Biographers don’t usually offer readers more than a glimpse of their subjects’ bookshelves, but Robert Redford’s biographer, Michael Feeney Callan, who is also a novelist and poet, lingers over the books he read—some of which helped shape his vision as an actor and director.
Nothing could calm the restless Redford as a student at Brentwood Elementary until “one teacher’s passionate reading from Farmer Boy and Little House on the Prairie finally got him interested in books” (26). Soon after, his father, Charlie, began the midweek routine of driving Redford and his mother, Martha, to the Santa Monica Public Library. In Redford’s words, “‘I couldn’t wait for Wednesdays, to go through the doors of that library . . . . I’d make straight for Perseus, Zeus, and The Odyssey. Even when I couldn’t read, I’d pick out a word, “Perseus,” and conjure the story from the illustrations”’(qtd. in Callan 26).
When Redford was attending Colorado University, his mother died from complications of septicemia. Less than two years later, his paternal grandmother, Lena, died. For comfort, Redford pored over the novels of Thomas Wolfe, Sinclair Lewis, and Thomas Mann, all of which “struck chords that would surface later in his work” (52), but it was in the pages of Henry Miller’s Nights of Love and Laughter—loaned to him by a classmate who recommended it—where Redford first encountered the frank examination of the world that he had sought in the pages of books. In his words, “‘Yes, he [Miller] talked about hunger and anger and sexual voracity. But it was all in the spirit of saying, “Let’s be honest about human beings.” It was frank, direct human communication, and that was a rare commodity in my life’” (qtd. in Callan 54).
At twenty-two—after dropping out of Colorado University and studying art sporadically in Europe—Redford enrolled at the American Academy of Dramatic Art. There, as an exercise in vocal assessment, an instructor asked the new students to prepare a favorite song to showcase their voices. One of Redford’s classmates, Ginny Burns, recalled that rather than performing the required song, “in a smoldering voice [he] dove into Edgar Allan Poe’s ‘The Raven,’ which he claimed appropriate because it was lyrical. He didn’t merely recite it. He hollered it like an opera, jumping from one window ledge to the next, caroming around the room” (qtd. in Callan 70).

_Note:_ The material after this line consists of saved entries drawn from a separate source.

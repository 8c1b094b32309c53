use squares_cli::run;

fn run_capture(args: &[&str]) -> (i32, String, String) {
    let mut out: Vec<u8> = Vec::new();
    let mut err: Vec<u8> = Vec::new();
    let code = run(args.iter().copied(), &mut out, &mut err);
    (
        code,
        String::from_utf8_lossy(&out).into_owned(),
        String::from_utf8_lossy(&err).into_owned(),
    )
}

#[test]
fn play_prints_every_turn_and_all_hands() {
    let (code, stdout, stderr) = run_capture(&["squares", "play", "--seed", "42"]);
    assert_eq!(code, 0, "stderr: {}", stderr);
    let turns = stdout.lines().filter(|l| l.starts_with("Turn ")).count();
    assert_eq!(turns, 25);
    assert!(stdout.lines().any(|l| l.starts_with("Turn  1:") && l.contains("-> (0, 0) [anchor]")));
    assert!(stdout.lines().any(|l| l.starts_with("Turn 25:") && l.ends_with("[terminal]")));
    for label in ["Row 0:", "Row 4:", "Col 0:", "Col 4:"] {
        assert!(stdout.contains(label), "missing {}", label);
    }
    assert!(!stdout.contains("--"), "final grid has no empty cells");
}

#[test]
fn play_is_deterministic_for_a_seed() {
    let (_, a, _) = run_capture(&["squares", "play", "--seed", "9", "--mode", "search"]);
    let (_, b, _) = run_capture(&["squares", "play", "--seed", "9", "--mode", "search"]);
    assert_eq!(a, b);
}

#[test]
fn play_probability_mode_reports_policy() {
    let (code, stdout, _) =
        run_capture(&["squares", "play", "--seed", "3", "--mode", "probability"]);
    assert_eq!(code, 0);
    assert!(stdout.starts_with("Seed: 3  Policy: probability\n"));
}

#[test]
fn play_rejects_zero_budget() {
    let (code, stdout, stderr) =
        run_capture(&["squares", "play", "--seed", "1", "--budget-ms", "0"]);
    assert_eq!(code, 2);
    assert!(stdout.is_empty());
    assert!(stderr.contains("budget must be >= 1 ms"));
}

#[test]
fn bad_mode_is_a_usage_error() {
    let (code, _, stderr) = run_capture(&["squares", "play", "--mode", "random"]);
    assert_eq!(code, 2);
    assert!(stderr.contains("Usage: squares <command>"));
}
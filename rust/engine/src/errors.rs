use thiserror::Error;

use crate::cards::Card;
use crate::grid::Cell;

/// Precondition violations of the one-card-per-turn protocol.
///
/// These indicate a harness bug rather than a recoverable state, so callers
/// abort the turn when they see one.
#[derive(Debug, Error, PartialEq, Eq)]
pub enum GameError {
    #[error("cell ({row}, {col}) is outside the 5x5 grid")]
    CellOutOfRange { row: usize, col: usize },
    #[error("cell {0} is already filled")]
    CellOccupied(Cell),
    #[error("card {0} has already been drawn")]
    CardAlreadyDrawn(Card),
    #[error("no card has been dealt for this turn")]
    NoCardDealt,
    #[error("card {0} is still waiting to be placed")]
    CardAlreadyDealt(Card),
    #[error("game already complete")]
    GameComplete,
    #[error("deck exhausted")]
    DeckExhausted,
}
//! Command-line argument definitions.

use clap::{Parser, Subcommand, ValueEnum};

#[derive(Parser, Debug)]
#[command(name = "squares", version, about = "Poker Squares placement engine")]
pub struct SquaresCli {
    #[command(subcommand)]
    pub cmd: Commands,
}

#[derive(Subcommand, Debug)]
pub enum Commands {
    /// Play one game and print every placement
    Play {
        #[arg(long)]
        seed: Option<u64>,
        #[arg(long, value_enum)]
        mode: Option<Mode>,
        /// Time budget per move in milliseconds
        #[arg(long)]
        budget_ms: Option<u64>,
    },
    /// Play many games and report the category histogram
    Sim {
        #[arg(long, default_value_t = 100)]
        games: u32,
        #[arg(long)]
        seed: Option<u64>,
        #[arg(long, value_enum)]
        mode: Option<Mode>,
        /// Append one JSON record per game to this file
        #[arg(long)]
        output: Option<String>,
    },
    /// Time placement decisions
    Bench {
        #[arg(long, default_value_t = 20)]
        games: u32,
        #[arg(long, value_enum)]
        mode: Option<Mode>,
    },
    /// Show the resolved configuration
    Cfg,
}

/// Placement policy selected on the command line.
#[derive(Copy, Clone, Debug, PartialEq, Eq, ValueEnum)]
pub enum Mode {
    /// Trained weights with search over critical cells
    Search,
    /// Configured reward weights, best cell only
    Probability,
}

impl Mode {
    /// Name understood by `squares_ai::create_policy`.
    ///
    /// # Examples
    ///
    /// ```
    /// # use squares_cli::cli::Mode;
    /// assert_eq!(Mode::Search.as_str(), "search");
    /// ```
    pub fn as_str(&self) -> &'static str {
        match self {
            Mode::Search => "search",
            Mode::Probability => "probability",
        }
    }
}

Redford’s passion for Poe’s words didn’t extend to F. Scott Fitzgerald’s—not yet. When he first read The Great Gatsby at Colorado University, he thought it was overrated: “It seemed florid. But when I went back to it, I saw it was something extraordinary, the depiction of human obsessions, and I felt some great screen work could come from it. I found it tantalizing” (qtd. in Callan 250).

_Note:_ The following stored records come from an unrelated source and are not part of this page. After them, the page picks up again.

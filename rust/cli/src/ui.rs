//! Terminal output helpers shared by the commands.

use std::io::Write;

use squares_engine::game::CategoryHistogram;
use squares_engine::grid::Line;
use squares_engine::hand::HandCategory;

pub fn write_error(err: &mut dyn Write, msg: &str) -> std::io::Result<()> {
    writeln!(err, "Error: {}", msg)
}

/// Display a warning message to stderr with "WARNING:" prefix
pub fn display_warning(err: &mut dyn Write, message: &str) -> std::io::Result<()> {
    writeln!(err, "WARNING: {}", message)
}

/// "Row 2" / "Col 4" label for a hand index.
pub fn hand_label(hand: usize) -> String {
    match Line::from_hand_index(hand) {
        Some(Line::Row(r)) => format!("Row {}", r),
        Some(Line::Col(c)) => format!("Col {}", c),
        None => format!("Hand {}", hand),
    }
}

/// One line per category, strongest first, with counts and share of hands.
pub fn write_histogram(out: &mut dyn Write, hist: &CategoryHistogram) -> std::io::Result<()> {
    let total = hist.total().max(1) as f64;
    for id in (0..=9).rev() {
        let Some(category) = HandCategory::from_id(id) else {
            continue;
        };
        let n = hist.count(category);
        writeln!(
            out,
            "  {:<16} {:>7} ({:>5.1}%)",
            category.name(),
            n,
            100.0 * n as f64 / total
        )?;
    }
    Ok(())
}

The admiration he developed for Fitzgerald’s prose and his close study of it are apparent in his reaction to producer Robert Evans’s initial refusal to consider him for the role of Jay Gatsby because he was a blond. Redford said, “‘I began to think that Evans never read the book. Sure, he liked the idea of doing a Fitzgerald, but he didn’t know the text. Nowhere in it does Fitzgerald say Gatsby’s hair is dark. He says, “His hair was freshly barbered and smoothed back, and his skin was pulled tight over his face.” That’s it. That’s the description”’ (qtd. in Callan 249).
Similarly, Redford’s careful examination of the novel is evident in his observation of a detail that gave him “a hook on which to hang his personal Gatsby” (253). He noticed that “‘Fitzgerald wrote that Jay Gatsby was awkward when he said “old sport”—it didn’t come out of his mouth easily . . . . There’s a whole encyclopedia right there, and it’s from there I started to build up my own version’” (qtd. in Callan 253).

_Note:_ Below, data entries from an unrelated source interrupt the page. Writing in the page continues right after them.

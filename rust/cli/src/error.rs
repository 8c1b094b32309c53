//! Error type for CLI operations.

use std::fmt;

use squares_ai::PolicyError;
use squares_engine::errors::GameError;

use crate::config::ConfigError;

/// Everything a command handler can fail with; `run` maps each to exit
/// code 2.
#[derive(Debug)]
pub enum CliError {
    /// I/O error (file operations, stdout/stderr writes)
    Io(std::io::Error),
    /// Invalid user input or command-line arguments
    InvalidInput(String),
    /// Configuration file or environment could not be used
    Config(String),
    /// Protocol violation reported by the engine or a policy
    Engine(String),
}

impl fmt::Display for CliError {
    fn fmt(&self, f: &mut fmt::Formatter<'_>) -> fmt::Result {
        match self {
            CliError::Io(e) => write!(f, "I/O error: {}", e),
            CliError::InvalidInput(msg) => write!(f, "Invalid input: {}", msg),
            CliError::Config(msg) => write!(f, "Configuration error: {}", msg),
            CliError::Engine(msg) => write!(f, "Engine error: {}", msg),
        }
    }
}

impl std::error::Error for CliError {
    fn source(&self) -> Option<&(dyn std::error::Error + 'static)> {
        match self {
            CliError::Io(e) => Some(e),
            _ => None,
        }
    }
}

impl From<std::io::Error> for CliError {
    fn from(error: std::io::Error) -> Self {
        CliError::Io(error)
    }
}

impl From<GameError> for CliError {
    fn from(error: GameError) -> Self {
        CliError::Engine(error.to_string())
    }
}

impl From<PolicyError> for CliError {
    fn from(error: PolicyError) -> Self {
        CliError::InvalidInput(error.to_string())
    }
}

impl From<ConfigError> for CliError {
    fn from(error: ConfigError) -> Self {
        CliError::Config(error.to_string())
    }
}

#[cfg(test)]
mod tests {
    use super::*;

    #[test]
    fn game_errors_become_engine_errors() {
        let e: CliError = GameError::GameComplete.into();
        assert_eq!(e.to_string(), "Engine error: game already complete");
    }

    #[test]
    fn io_errors_keep_their_source() {
        use std::error::Error;
        let e: CliError = std::io::Error::other("disk full").into();
        assert!(e.source().is_some());
        assert!(e.to_string().starts_with("I/O error"));
    }
}
//! Tracing bootstrap for the `squares` binary.

use std::sync::{Arc, Mutex};

use tracing::Level;
use tracing::subscriber::SetGlobalDefaultError;
use tracing_subscriber::EnvFilter;
use tracing_subscriber::Layer;
use tracing_subscriber::layer::Context;

/// Directive used when `RUST_LOG` is unset or unparsable.
pub const DEFAULT_FILTER: &str = "warn";

/// Install a stderr fmt subscriber filtered by `RUST_LOG`.
pub fn init_logging() -> Result<(), SetGlobalDefaultError> {
    let filter =
        EnvFilter::try_from_default_env().unwrap_or_else(|_| EnvFilter::new(DEFAULT_FILTER));

    let subscriber = tracing_subscriber::fmt()
        .with_env_filter(filter)
        .with_target(true)
        .with_writer(std::io::stderr)
        .finish();

    tracing::subscriber::set_global_default(subscriber)
}

/// Captured event: level, message and the other recorded fields.
#[derive(Debug, Clone)]
pub struct LogEntry {
    pub level: Level,
    pub message: String,
    pub fields: Vec<(String, String)>,
}

/// Layer that keeps every event in memory, for asserting on log output.
#[derive(Debug, Clone, Default)]
pub struct CaptureLayer {
    entries: Arc<Mutex<Vec<LogEntry>>>,
}

impl CaptureLayer {
    pub fn new() -> Self {
        Self::default()
    }

    pub fn entries(&self) -> Vec<LogEntry> {
        match self.entries.lock() {
            Ok(e) => e.clone(),
            Err(poisoned) => poisoned.into_inner().clone(),
        }
    }
}

impl<S: tracing::Subscriber> Layer<S> for CaptureLayer {
    fn on_event(&self, event: &tracing::Event<'_>, _ctx: Context<'_, S>) {
        let mut visitor = FieldVisitor::default();
        event.record(&mut visitor);
        let entry = LogEntry {
            level: *event.metadata().level(),
            message: visitor.message.unwrap_or_default(),
            fields: visitor.fields,
        };
        if let Ok(mut entries) = self.entries.lock() {
            entries.push(entry);
        }
    }
}

#[derive(Default)]
struct FieldVisitor {
    message: Option<String>,
    fields: Vec<(String, String)>,
}

impl tracing::field::Visit for FieldVisitor {
    fn record_debug(&mut self, field: &tracing::field::Field, value: &dyn std::fmt::Debug) {
        let value_str = format!("{:?}", value);
        if field.name() == "message" {
            self.message = Some(value_str);
        } else {
            self.fields.push((field.name().to_string(), value_str));
        }
    }
}
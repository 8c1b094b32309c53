//! Simulation command handler: many games, one category histogram.
//!
//! Game `i` is dealt from seed `base + i`, so a run is reproducible from
//! its base seed. With `--output`, every game is appended to a JSONL file
//! as a [`GameRecord`].

use std::collections::BTreeMap;
use std::io::Write;
use std::time::Instant;

use squares_engine::game::CategoryHistogram;
use squares_engine::logger::{GameLogger, GameRecord};
use tracing::info;

use super::play::{play_game, resolve_settings};
use crate::cli::Mode;
use crate::error::CliError;
use crate::ui;

pub fn handle_sim_command(
    games: u32,
    seed: Option<u64>,
    mode: Option<Mode>,
    output: Option<String>,
    out: &mut dyn Write,
    err: &mut dyn Write,
) -> Result<(), CliError> {
    if games == 0 {
        ui::write_error(err, "games must be >= 1")?;
        return Err(CliError::InvalidInput("games must be >= 1".to_string()));
    }
    let settings = resolve_settings(mode, seed, None, err)?;
    let base_seed = settings.seed.unwrap_or_else(rand::random);

    if let Some(path) = output.as_deref()
        && std::path::Path::new(path).exists()
    {
        ui::display_warning(err, &format!("appending to existing file {}", path))?;
    }
    let mut logger = match output.as_deref().map(GameLogger::create).transpose() {
        Ok(l) => l,
        Err(e) => {
            ui::write_error(err, &format!("Failed to open output file: {}", e))?;
            return Err(CliError::Io(e));
        }
    };

    let start = Instant::now();
    let mut hist = CategoryHistogram::default();
    let mut decisions: BTreeMap<String, u32> = BTreeMap::new();
    let mut policy_name = String::new();

    for i in 0..games {
        let game_seed = base_seed.wrapping_add(u64::from(i));
        let played = play_game(&settings.mode, settings.rewards, game_seed, settings.budget)?;
        hist.merge(&played.game.summary());
        for p in &played.placements {
            if let Some(d) = &p.decision {
                *decisions.entry(d.clone()).or_default() += 1;
            }
        }

        if let Some(logger) = logger.as_mut() {
            let record = GameRecord {
                game_id: logger.next_id(),
                seed: game_seed,
                policy: played.policy.clone(),
                categories: played.game.categories(),
                placements: played.placements,
                ts: None,
                meta: Some(serde_json::json!({ "base_seed": base_seed })),
            };
            logger.write(&record)?;
        }
        policy_name = played.policy;
    }
    let elapsed = start.elapsed();
    info!(games, ?elapsed, "simulation finished");

    writeln!(
        out,
        "Simulated: {} games (policy {}, base seed {})",
        games, policy_name, base_seed
    )?;
    writeln!(out, "Hands by category:")?;
    ui::write_histogram(out, &hist)?;
    let summary: Vec<String> = decisions
        .iter()
        .map(|(d, n)| format!("{}={}", d, n))
        .collect();
    writeln!(out, "Decisions: {}", summary.join(" "))?;
    writeln!(out, "Elapsed: {:.2?}", elapsed)?;
    if let Some(path) = &output {
        writeln!(out, "Records: {}", path)?;
    }
    Ok(())
}
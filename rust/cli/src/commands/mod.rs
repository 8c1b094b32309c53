//! Command handler modules for the `squares` CLI.
//!
//! Each command lives in its own module with the same shape:
//!
//! - Public handler function: `pub fn handle_COMMAND_command(...) -> Result<(), CliError>`
//! - Output streams (`&mut dyn Write`) passed in by [`crate::run`]
//! - Errors propagated as [`CliError`](crate::CliError)

pub mod bench;
pub mod cfg;
pub mod play;
pub mod sim;

pub use bench::handle_bench_command;
pub use cfg::handle_cfg_command;
pub use play::handle_play_command;
pub use sim::handle_sim_command;
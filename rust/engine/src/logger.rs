use serde::{Deserialize, Serialize};

use crate::cards::Card;
use crate::grid::{Cell, NUM_HANDS};
use crate::hand::HandCategory;

/// A single placement: the dealt card and where it went.
#[derive(Debug, Clone, Eq, PartialEq, Serialize, Deserialize)]
pub struct PlacementRecord {
    /// Zero-based turn index
    pub turn: usize,
    pub card: Card,
    pub cell: Cell,
    /// Which policy branch chose the cell (e.g. "greedy", "search")
    #[serde(default)]
    pub decision: Option<String>,
}

/// Complete record of one game, written as a single JSONL line.
#[derive(Debug, Clone, PartialEq, Serialize, Deserialize)]
pub struct GameRecord {
    /// Unique identifier for this game (format: YYYYMMDD-NNNNNN)
    pub game_id: String,
    /// Deck seed (enables deterministic replay)
    pub seed: u64,
    /// Policy name that played the game
    pub policy: String,
    pub placements: Vec<PlacementRecord>,
    /// Final category of each hand: rows 0..5 then columns 5..10
    pub categories: [HandCategory; NUM_HANDS],
    /// Timestamp when the game finished (RFC3339 format)
    #[serde(default)]
    pub ts: Option<String>,
    /// Additional metadata (extensible JSON object)
    #[serde(default)]
    pub meta: Option<serde_json::Value>,
}

pub fn format_game_id(yyyymmdd: &str, seq: u32) -> String {
    format!("{}-{:06}", yyyymmdd, seq)
}

use chrono::{SecondsFormat, Utc};
use std::fs::{create_dir_all, File, OpenOptions};
use std::io::{BufWriter, Write};
use std::path::Path;

pub struct GameLogger {
    writer: Option<BufWriter<File>>,
    date: String,
    seq: u32,
}

impl GameLogger {
    /// Open `path` for appending, creating parent directories as needed.
    pub fn create<P: AsRef<Path>>(path: P) -> std::io::Result<Self> {
        if let Some(parent) = path.as_ref().parent() {
            if !parent.as_os_str().is_empty() {
                create_dir_all(parent)?;
            }
        }
        let f = OpenOptions::new().create(true).append(true).open(path)?;
        Ok(Self {
            writer: Some(BufWriter::new(f)),
            date: Utc::now().format("%Y%m%d").to_string(),
            seq: 0,
        })
    }

    /// A logger that only hands out ids, for tests and dry runs.
    pub fn detached(date: &str) -> Self {
        Self {
            writer: None,
            date: date.to_string(),
            seq: 0,
        }
    }

    pub fn next_id(&mut self) -> String {
        self.seq += 1;
        format_game_id(&self.date, self.seq)
    }

    pub fn write(&mut self, record: &GameRecord) -> std::io::Result<()> {
        // inject timestamp if missing
        let mut rec = record.clone();
        if rec.ts.is_none() {
            rec.ts = Some(Utc::now().to_rfc3339_opts(SecondsFormat::Secs, true));
        }
        let line = serde_json::to_string(&rec).map_err(std::io::Error::other)?;
        if let Some(w) = &mut self.writer {
            w.write_all(line.as_bytes())?;
            w.write_all(b"\n")?;
            w.flush()?;
        }
        Ok(())
    }
}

His biographer’s chronicle of Redford’s love of the written word may lead some readers to ask why he didn’t become a writer—but he was one, in fact. Though he never published, he maintained diaries and notebooks throughout his life. And Michael Ritchie, who directed him in Downhill Racer, observed, ‘He was really an author. His writing credit wasn’t on Downhill or Jeremiah Johnson but he was really an author as much as David Rayfiel, or even [James] Salter’” (qtd. in Callan 220). Rayfiel himself agreed, noting, “‘He had a writer’s eye and ear more than any actor I ever worked with’” (qtd. in Callan 271).
When Hume Cronyn asked Redford how he wanted Sundance to be remembered in one hundred years, Redford replied, “‘Like Walden Pond’” (qtd. in Callan 374). It’s a testament to Redford’s life as a reader that his answer didn’t refer to the film character for whom his writers’ colony and non-profit are named, but instead to the wooded haven he discovered in the pages of Henry David Thoreau.
Work Cited
Callan, Michael. Feeney. Robert Redford: The Biography. 2011. Vintage, 2012.